(Stored items)
//! Synchronous per-frame pipeline.
//!
//! ## Stages (per frame)
//!
//! ```text
//! 0. Close the cooldown window if it has elapsed
//! 1. FFT both channels (+ optional temporal smoothing)
//! 2. Channel volumes, total = mean
//! 3. Push total into history → environmental spike?   (ignores cooldown)
//! 4. total > volume_threshold and arbiter idle?
//!    a. classify band shares
//!    b. front/back factor + lateral angle → estimate
//!    c. arbiter: trigger if confidence > 0.6
//! ```
//!
//! `FrameProcessor` owns all mutable engine state. It has no clock of its
//! own: each frame carries its timestamp, so feeding recorded or synthetic
//! frames replays deterministically.

use tracing::{debug, trace};

use crate::{
    analysis::{
        direction::front_back_factor, BandEnergyClassifier, ChannelAnalyzer, ChannelVolumes,
        DirectionEstimator, SoundClassifier, SpectralSmoother, SpectrumBuffer, VolumeHistory,
    },
    buffering::frame::AudioFrame,
    engine::{
        arbiter::{EventArbiter, Verdict},
        EngineConfig,
    },
    error::Result,
    ipc::events::{DirectionalEvent, EngineEvent, EnvironmentalEvent},
};

/// Emit a level report roughly this often (in stream time).
const LEVEL_LOG_INTERVAL_MS: u64 = 1_000;

/// Events produced by a single frame. Both may fire on the same frame.
#[derive(Debug, Clone, Default)]
pub struct FrameEvents {
    pub environmental: Option<EnvironmentalEvent>,
    pub directional: Option<DirectionalEvent>,
    /// Arbiter decision, when direction estimation was attempted or skipped
    /// because of the cooldown.
    pub verdict: Option<Verdict>,
}

impl FrameEvents {
    pub fn is_empty(&self) -> bool {
        self.environmental.is_none() && self.directional.is_none()
    }

    /// Environmental first, then directional.
    pub fn into_events(self) -> impl Iterator<Item = EngineEvent> {
        self.environmental
            .map(EngineEvent::Environmental)
            .into_iter()
            .chain(self.directional.map(EngineEvent::Directional))
    }
}

/// Read-only view of the processor's engine state.
#[derive(Debug, Clone, Copy, PartialEq)]
pub struct ProcessorState {
    pub current_direction: Option<f32>,
    pub last_trigger_ms: Option<u64>,
    pub history_length: usize,
}

pub struct FrameProcessor {
    config: EngineConfig,
    analyzer: ChannelAnalyzer,
    smoothers: Option<(SpectralSmoother, SpectralSmoother)>,
    classifier: Box<dyn SoundClassifier>,
    estimator: DirectionEstimator,
    history: VolumeHistory,
    arbiter: EventArbiter,
    seq: u64,
    last_level_log_ms: Option<u64>,
}

impl FrameProcessor {
    /// Build a processor with the default band-energy classifier.
    ///
    /// # Errors
    /// `ClearPathError::InvalidConfig` if `config` fails validation.
    pub fn new(config: EngineConfig) -> Result<Self> {
        let classifier = Box::new(BandEnergyClassifier::new(
            config.sample_rate,
            config.transform_size,
        ));
        Self::with_classifier(config, classifier)
    }

    pub fn with_classifier(config: EngineConfig, classifier: Box<dyn SoundClassifier>) -> Result<Self> {
        config.validate()?;

        let smoothers = (config.smoothing_time_constant > 0.0).then(|| {
            (
                SpectralSmoother::new(config.smoothing_time_constant),
                SpectralSmoother::new(config.smoothing_time_constant),
            )
        });

        Ok(Self {
            analyzer: ChannelAnalyzer::new(
                config.transform_size,
                config.min_decibels,
                config.max_decibels,
            ),
            smoothers,
            classifier,
            estimator: DirectionEstimator::new(config.volume_threshold, config.direction_threshold),
            history: VolumeHistory::new(config.history_length),
            arbiter: EventArbiter::new(config.trigger_cooldown_ms),
            seq: 0,
            last_level_log_ms: None,
            config,
        })
    }

    pub fn config(&self) -> &EngineConfig {
        &self.config
    }

    /// Run the full pipeline on one stereo frame.
    pub fn process_frame(&mut self, frame: &AudioFrame) -> FrameEvents {
        let (left, right) = match self.smoothers.as_mut() {
            Some((smooth_l, smooth_r)) => {
                let mut mags_l = self.analyzer.magnitudes(&frame.left);
                let mut mags_r = self.analyzer.magnitudes(&frame.right);
                smooth_l.apply(&mut mags_l);
                smooth_r.apply(&mut mags_r);
                (
                    self.analyzer.to_spectrum(&mags_l),
                    self.analyzer.to_spectrum(&mags_r),
                )
            }
            None => self.analyzer.analyze_frame(frame),
        };
        self.process_spectra(&left, &right, frame.timestamp_ms)
    }

    /// Run stages 0 and 2–4 on precomputed spectra.
    pub fn process_spectra(
        &mut self,
        left: &SpectrumBuffer,
        right: &SpectrumBuffer,
        now_ms: u64,
    ) -> FrameEvents {
        if self.arbiter.expire(now_ms) {
            trace!(now_ms, "cooldown elapsed, direction cleared");
        }

        let volumes = ChannelVolumes::measure(left, right);
        let total = volumes.total();
        self.log_levels(volumes, now_ms);

        let mut events = FrameEvents::default();

        self.history.push(total);
        if let Some(spike) = self.history.detect_spike(
            self.config.environmental_sound_threshold,
            self.config.volume_threshold,
        ) {
            events.environmental = Some(EnvironmentalEvent {
                seq: self.next_seq(),
                timestamp_ms: now_ms,
                volume: spike.volume,
                average: spike.average,
            });
        }

        if total <= self.config.volume_threshold {
            return events;
        }
        if !self.arbiter.is_idle() {
            events.verdict = Some(Verdict::CoolingDown);
            return events;
        }

        let sound_type = self.classifier.classify(left, right);
        let estimate = self
            .estimator
            .estimate(volumes, front_back_factor(left, right), sound_type);

        let verdict = self.arbiter.offer(&estimate, now_ms);
        events.verdict = Some(verdict);
        match verdict {
            Verdict::Triggered => {
                events.directional = Some(DirectionalEvent {
                    seq: self.next_seq(),
                    timestamp_ms: now_ms,
                    azimuth_degrees: estimate.azimuth_degrees,
                    confidence: estimate.confidence,
                    intensity: estimate.intensity,
                    sound_type: estimate.sound_type,
                    hemisphere: estimate.hemisphere,
                    left_volume: volumes.left,
                    right_volume: volumes.right,
                });
            }
            Verdict::LowConfidence => {
                debug!(
                    confidence = format_args!("{:.3}", estimate.confidence),
                    "direction below confidence gate"
                );
            }
            Verdict::CoolingDown => {}
        }

        events
    }

    pub fn state(&self) -> ProcessorState {
        ProcessorState {
            current_direction: self.arbiter.current_direction(),
            last_trigger_ms: self.arbiter.last_trigger_ms(),
            history_length: self.history.len(),
        }
    }

    /// Drop all rolling state (history, cooldown, smoothing).
    pub fn reset(&mut self) {
        self.history.clear();
        self.arbiter.reset();
        self.classifier.reset();
        if let Some((l, r)) = self.smoothers.as_mut() {
            l.reset();
            r.reset();
        }
        self.last_level_log_ms = None;
    }

    fn next_seq(&mut self) -> u64 {
        let seq = self.seq;
        self.seq = self.seq.wrapping_add(1);
        seq
    }

    fn log_levels(&mut self, volumes: ChannelVolumes, now_ms: u64) {
        let due = self
            .last_level_log_ms
            .map(|t| now_ms.saturating_sub(t) >= LEVEL_LOG_INTERVAL_MS)
            .unwrap_or(true);
        if due {
            self.last_level_log_ms = Some(now_ms);
            debug!(
                left = format_args!("{:.3}", volumes.left),
                right = format_args!("{:.3}", volumes.right),
                total = format_args!("{:.3}", volumes.total()),
                "audio levels"
            );
        }
    }
}

#[cfg(test)]
mod tests {
    use super::*;
    use crate::analysis::{Hemisphere, SoundType};

    fn uniform(value: f32) -> SpectrumBuffer {
        SpectrumBuffer::from_bins(vec![value; 256])
    }

    fn processor() -> FrameProcessor {
        FrameProcessor::new(EngineConfig::default()).expect("default config is valid")
    }

    #[test]
    fn quiet_frames_emit_nothing() {
        let mut p = processor();
        for i in 0..30 {
            let events = p.process_spectra(&uniform(0.05), &uniform(0.05), i * 16);
            assert!(events.is_empty());
            assert!(events.verdict.is_none());
        }
        assert_eq!(p.state().history_length, 10);
    }

    #[test]
    fn loud_left_frame_triggers_directional_event() {
        let mut p = processor();
        let events = p.process_spectra(&uniform(0.8), &uniform(0.2), 0);
        let event = events.directional.expect("directional event");
        assert_eq!(events.verdict, Some(Verdict::Triggered));
        // Uniform spectra put a third of the energy in the top band → front.
        assert_eq!(event.hemisphere, Hemisphere::Front);
        assert!(event.azimuth_degrees < 90.0);
        approx::assert_abs_diff_eq!(event.left_volume, 0.8, epsilon = 1e-5);
        assert_eq!(p.state().current_direction, Some(event.azimuth_degrees));
        assert_eq!(p.state().last_trigger_ms, Some(0));
    }

    #[test]
    fn cooldown_blocks_then_releases() {
        let mut p = processor();
        assert!(p.process_spectra(&uniform(0.8), &uniform(0.2), 0).directional.is_some());
        let blocked = p.process_spectra(&uniform(0.8), &uniform(0.2), 500);
        assert!(blocked.directional.is_none());
        assert_eq!(blocked.verdict, Some(Verdict::CoolingDown));
        assert!(p.state().current_direction.is_some());

        let released = p.process_spectra(&uniform(0.8), &uniform(0.2), 1_000);
        assert!(released.directional.is_some());
    }

    #[test]
    fn direction_cleared_once_cooldown_elapses_even_when_quiet() {
        let mut p = processor();
        p.process_spectra(&uniform(0.8), &uniform(0.2), 0);
        p.process_spectra(&uniform(0.0), &uniform(0.0), 1_200);
        assert_eq!(p.state().current_direction, None);
        assert_eq!(p.state().last_trigger_ms, Some(0));
    }

    #[test]
    fn silent_spectra_never_estimate() {
        let mut p = processor();
        let events = p.process_spectra(&uniform(0.0), &uniform(0.0), 0);
        assert!(events.is_empty());
        assert!(events.verdict.is_none());
    }

    #[test]
    fn classification_flows_into_event() {
        let mut p = processor();
        // Mid band (bins 8..24) dominant with some high energy → speech.
        let mut bins = vec![0.0f32; 256];
        for b in bins.iter_mut().take(24).skip(8) {
            *b = 1.0;
        }
        for b in bins.iter_mut().take(64).skip(24) {
            *b = 0.3;
        }
        // total ≈ (16 + 12) / 256 ≈ 0.109 > 0.1
        let spectrum = SpectrumBuffer::from_bins(bins);
        let event = p
            .process_spectra(&spectrum, &spectrum, 0)
            .directional
            .expect("directional event");
        assert_eq!(event.sound_type, SoundType::Speech);
        // Nothing above bin 170 → rear hemisphere, balanced → 270°.
        assert_eq!(event.hemisphere, Hemisphere::Rear);
        assert!((event.azimuth_degrees - 270.0).abs() < 1e-4);
    }

    #[test]
    fn sequence_numbers_are_shared_across_event_kinds() {
        let mut p = processor();
        for i in 0..10 {
            p.process_spectra(&uniform(0.0), &uniform(0.0), i * 16);
        }
        let events = p.process_spectra(&uniform(0.9), &uniform(0.3), 160);
        let env = events.environmental.clone().expect("spike");
        let dir = events.directional.clone().expect("direction");
        assert_eq!(env.seq, 0);
        assert_eq!(dir.seq, 1);
        let kinds: Vec<u64> = events.into_events().map(|e| e.seq()).collect();
        assert_eq!(kinds, vec![0, 1]);
    }

    #[test]
    fn reset_clears_history_and_cooldown() {
        let mut p = processor();
        for i in 0..12 {
            p.process_spectra(&uniform(0.8), &uniform(0.2), i * 16);
        }
        p.reset();
        let state = p.state();
        assert_eq!(state.history_length, 0);
        assert_eq!(state.current_direction, None);
        assert_eq!(state.last_trigger_ms, None);
        assert!(p.process_spectra(&uniform(0.8), &uniform(0.2), 200).directional.is_some());
    }

    #[test]
    fn invalid_config_is_rejected() {
        let config = EngineConfig {
            transform_size: 500,
            ..EngineConfig::default()
        };
        assert!(FrameProcessor::new(config).is_err());
    }

    #[test]
    fn raw_frames_go_through_the_analyzer() {
        let config = EngineConfig {
            smoothing_time_constant: 0.0,
            ..EngineConfig::default()
        };
        let mut p = FrameProcessor::new(config).unwrap();
        let silent = AudioFrame::new(vec![0.0; 512], vec![0.0; 300], 0);
        assert!(p.process_frame(&silent).is_empty());
        assert_eq!(p.state().history_length, 1);
    }
}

PROBLEM ▸ Please output exactly the lines between the one holding "for i in 0..30" and the one holding "p.process_spectra(&uniform(0.8), &uniform(0.2), 500);" in the records above, inclusive, and nothing more.

RESULT OF THE EXERCISE ▸
        for i in 0..30 {
            let events = p.process_spectra(&uniform(0.05), &uniform(0.05), i * 16);
            assert!(events.is_empty());
            assert!(events.verdict.is_none());
        }
        assert_eq!(p.state().history_length, 10);
    }

    #[test]
    fn loud_left_frame_triggers_directional_event() {
        let mut p = processor();
        let events = p.process_spectra(&uniform(0.8), &uniform(0.2), 0);
        let event = events.directional.expect("directional event");
        assert_eq!(events.verdict, Some(Verdict::Triggered));
        // Uniform spectra put a third of the energy in the top band → front.
        assert_eq!(event.hemisphere, Hemisphere::Front);
        assert!(event.azimuth_degrees < 90.0);
        approx::assert_abs_diff_eq!(event.left_volume, 0.8, epsilon = 1e-5);
        assert_eq!(p.state().current_direction, Some(event.azimuth_degrees));
        assert_eq!(p.state().last_trigger_ms, Some(0));
    }

    #[test]
    fn cooldown_blocks_then_releases() {
        let mut p = processor();
        assert!(p.process_spectra(&uniform(0.8), &uniform(0.2), 0).directional.is_some());
        let blocked = p.process_spectra(&uniform(0.8), &uniform(0.2), 500);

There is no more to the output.